With the ability to handle long contexts becoming more natural, it's now possible to simply concatenate multiple images as input for tasks like novel view synthesis.
#long-context #novel-view-synthesis
One Step Diffusion via Shortcut Models
(Kevin Frans, Danijar Hafner, Sergey Levine, Pieter Abbeel)
Diffusion models and flow-matching models have enabled generating diverse and realistic images by learning to transfer noise to data. However, sampling from these models involves iterative denoising over many neural network passes, making generation slow and expensive. Previous approaches for speeding up sampling require complex training regimes, such as multiple training phases, multiple networks, or fragile scheduling. We introduce shortcut models, a family of generative models that use a single network and training phase to produce high-quality samples in a single or multiple sampling steps. Shortcut models condition the network not only on the current noise level but also on the desired step size, allowing the model to skip ahead in the generation process. Across a wide range of sampling step budgets, shortcut models consistently produce higher quality samples than previous approaches, such as consistency models and reflow. Compared to distillation, shortcut models reduce complexity to a single network and training phase and additionally allow varying step budgets at inference time.

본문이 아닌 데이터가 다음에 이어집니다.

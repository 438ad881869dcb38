//! Fixed-width status line formatting.
//!
//! Item names are shortened by cutting out their middle so both ends stay
//! recognisable. [`fit`] lays out one or two message segments on a single
//! line and decides how much each item name has to give up.

use std::str::FromStr;

use thiserror::Error;

/// Default terminal width for status lines.
pub const DEFAULT_WIDTH: usize = 80;

const ELLIPSIS: &str = "...";

/// Shortest length [`truncate`] will ever produce for a shortened string:
/// two characters from each end around the ellipsis.
const MIN_TRUNCATED_LEN: usize = 7;

/// Minimum number of spaces between two segments.
const SEGMENT_GAP: usize = 2;

/// Errors from parsing a message template.
#[derive(Debug, Error, PartialEq, Eq)]
pub enum TemplateError {
    #[error("template {template:?} has more than one %s placeholder")]
    MultipleSlots { template: String },

    #[error("template {template:?} ends with a lone '%'")]
    DanglingPercent { template: String },

    #[error("template {template:?} uses unsupported directive '%{directive}'")]
    UnknownDirective { template: String, directive: char },
}

/// Shorten `text` to at most `max_len` characters by replacing its middle
/// with `...`.
///
/// `max_len` is clamped to 7 so a shortened name always keeps at least two
/// characters from each end. Text that already fits is returned unchanged.
pub fn truncate(text: &str, max_len: usize) -> String {
    let max_len = max_len.max(MIN_TRUNCATED_LEN);
    let len = char_len(text);
    if len <= max_len {
        return text.to_string();
    }

    let keep = max_len - ELLIPSIS.len();
    let left = keep.div_ceil(2);
    let right = keep / 2;

    let mut out = String::with_capacity(text.len());
    out.extend(text.chars().take(left));
    out.push_str(ELLIPSIS);
    out.extend(text.chars().skip(len - right));
    out
}

fn char_len(s: &str) -> usize {
    s.chars().count()
}

/// A message with at most one slot for an item name.
///
/// The textual form uses `%s` for the slot and `%%` for a literal percent
/// sign. Templates built with [`Template::with_slot`] or
/// [`Template::literal`] need no escaping.
#[derive(Debug, Clone, PartialEq, Eq)]
pub struct Template {
    head: String,
    /// Text after the slot; `None` for a literal template.
    tail: Option<String>,
}

impl Template {
    /// A template with no slot. Rendering ignores the item name.
    pub fn literal(text: impl Into<String>) -> Self {
        Self {
            head: text.into(),
            tail: None,
        }
    }

    /// A template rendering as `prefix`, the item name, then `suffix`.
    pub fn with_slot(prefix: impl Into<String>, suffix: impl Into<String>) -> Self {
        Self {
            head: prefix.into(),
            tail: Some(suffix.into()),
        }
    }

    pub fn has_slot(&self) -> bool {
        self.tail.is_some()
    }

    pub fn render(&self, item: &str) -> String {
        match &self.tail {
            Some(tail) => format!("{}{}{}", self.head, item, tail),
            None => self.head.clone(),
        }
    }

    fn rendered_len(&self, item: &str) -> usize {
        match &self.tail {
            Some(tail) => char_len(&self.head) + char_len(item) + char_len(tail),
            None => char_len(&self.head),
        }
    }
}

impl FromStr for Template {
    type Err = TemplateError;

    fn from_str(s: &str) -> Result<Self, Self::Err> {
        fn push(head: &mut String, tail: &mut Option<String>, c: char) {
            tail.as_mut().unwrap_or(head).push(c);
        }

        let mut head = String::new();
        let mut tail: Option<String> = None;
        let mut chars = s.chars();

        while let Some(c) = chars.next() {
            if c != '%' {
                push(&mut head, &mut tail, c);
                continue;
            }
            match chars.next() {
                Some('%') => push(&mut head, &mut tail, '%'),
                Some('s') if tail.is_some() => {
                    return Err(TemplateError::MultipleSlots {
                        template: s.to_string(),
                    });
                }
                Some('s') => tail = Some(String::new()),
                Some(directive) => {
                    return Err(TemplateError::UnknownDirective {
                        template: s.to_string(),
                        directive,
                    });
                }
                None => {
                    return Err(TemplateError::DanglingPercent {
                        template: s.to_string(),
                    });
                }
            }
        }

        Ok(Self { head, tail })
    }
}

/// A template paired with the item name that fills its slot.
#[derive(Debug, Clone, Copy)]
pub struct Segment<'a> {
    template: &'a Template,
    item: &'a str,
}

impl<'a> Segment<'a> {
    pub fn new(template: &'a Template, item: &'a str) -> Self {
        Self { template, item }
    }

    fn len(&self) -> usize {
        self.template.rendered_len(self.item)
    }

    /// Render with the item name shortened by `shrink` characters.
    fn render_shrunk(&self, shrink: usize) -> String {
        if shrink == 0 {
            return self.template.render(self.item);
        }
        let item = truncate(self.item, char_len(self.item).saturating_sub(shrink));
        self.template.render(&item)
    }
}

/// Lay out `primary` and an optional `secondary` segment on one line of
/// `width` columns, separated by at least two spaces.
///
/// Only item names are ever shortened. Because [`truncate`] never goes
/// below seven characters, the result can still exceed `width` for very
/// narrow widths.
pub fn fit(primary: Segment<'_>, secondary: Option<Segment<'_>>, width: usize) -> String {
    let len_primary = primary.len();

    let Some(secondary) = secondary else {
        return primary.render_shrunk(len_primary.saturating_sub(width));
    };

    let budget = width.saturating_sub(SEGMENT_GAP);
    let (left, right) = if secondary.template.has_slot() {
        let (shrink_primary, shrink_secondary) = balance(len_primary, secondary.len(), budget);
        (
            primary.render_shrunk(shrink_primary),
            secondary.render_shrunk(shrink_secondary),
        )
    } else {
        let needed = (len_primary + secondary.len()).saturating_sub(budget);
        (primary.render_shrunk(needed), secondary.render_shrunk(0))
    };

    let pad = width
        .saturating_sub(char_len(&left) + char_len(&right))
        .max(SEGMENT_GAP);
    format!("{}{}{}", left, " ".repeat(pad), right)
}

/// Decide how many characters each of two segments gives up so their
/// combined length fits `budget`.
///
/// The longer segment shrinks first. Once both are the same length the
/// remaining reduction is split, with the odd character taken from the
/// second segment.
fn balance(len_a: usize, len_b: usize, budget: usize) -> (usize, usize) {
    let (mut a, mut b) = (len_a, len_b);
    while a + b > budget {
        let needed = a + b - budget;
        if a > b {
            if a - b >= needed {
                a -= needed;
            } else {
                a = b;
            }
        } else if b > a {
            if b - a >= needed {
                b -= needed;
            } else {
                b = a;
            }
        } else {
            a -= needed / 2;
            b -= needed.div_ceil(2);
        }
    }
    (len_a - a, len_b - b)
}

가변 샘플링 스텝에 대응 가능한 단순한 방법이군요. 스텝 크기를 모델의 입력으로 주는데, 스텝 두 번이 2배 크기의 스텝과 같아야 한다는 Self Distillation 형태의 Objective를 사용합니다.
This is a simple approach that can handle variable sampling steps. The step size is used as an input to the model, and it employs a self-distillation-like objective where two steps should be equivalent to one step with twice the step size.
#diffusion
Stabilize the Latent Space for Image Autoregressive Modeling: A Unified Perspective
(Yongxin Zhu, Bocheng Li, Hang Zhang, Xin Li, Linli Xu, Lidong Bing)
Latent-based image generative models, such as Latent Diffusion Models (LDMs) and Mask Image Models (MIMs), have achieved notable success in image generation tasks. These models typically leverage reconstructive autoencoders like VQGAN or VAE to encode pixels into a more compact latent space and learn the data distribution in the latent space instead of directly from pixels. However, this practice raises a pertinent question: Is it truly the optimal choice? In response, we begin with an intriguing observation: despite sharing the same latent space, autoregressive models significantly lag behind LDMs and MIMs in image generation. This finding contrasts sharply with the field of NLP, where the autoregressive model GPT has established a commanding presence. To address this discrepancy, we introduce a unified perspective on the relationship between latent space and generative models, emphasizing the stability of latent space in image generative modeling. Furthermore, we propose a simple but effective discrete image tokenizer to stabilize the latent space for image generative modeling. Experimental results show that image autoregressive modeling with our tokenizer (DiGIT) benefits both image understanding and image generation with the next token prediction principle, which is inherently straightforward for GPT models but challenging for other generative models. Remarkably, for the first time, a GPT-style autoregressive model for images outperforms LDMs, which also exhibits substantial improvement akin to GPT when scaling up model size. Our findings underscore the potential of an optimized latent space and the integration of discrete tokenization in advancing the capabilities of image generative models. The code is available at \url{https://github.com/DAMO-NLP-SG/DiGIT}.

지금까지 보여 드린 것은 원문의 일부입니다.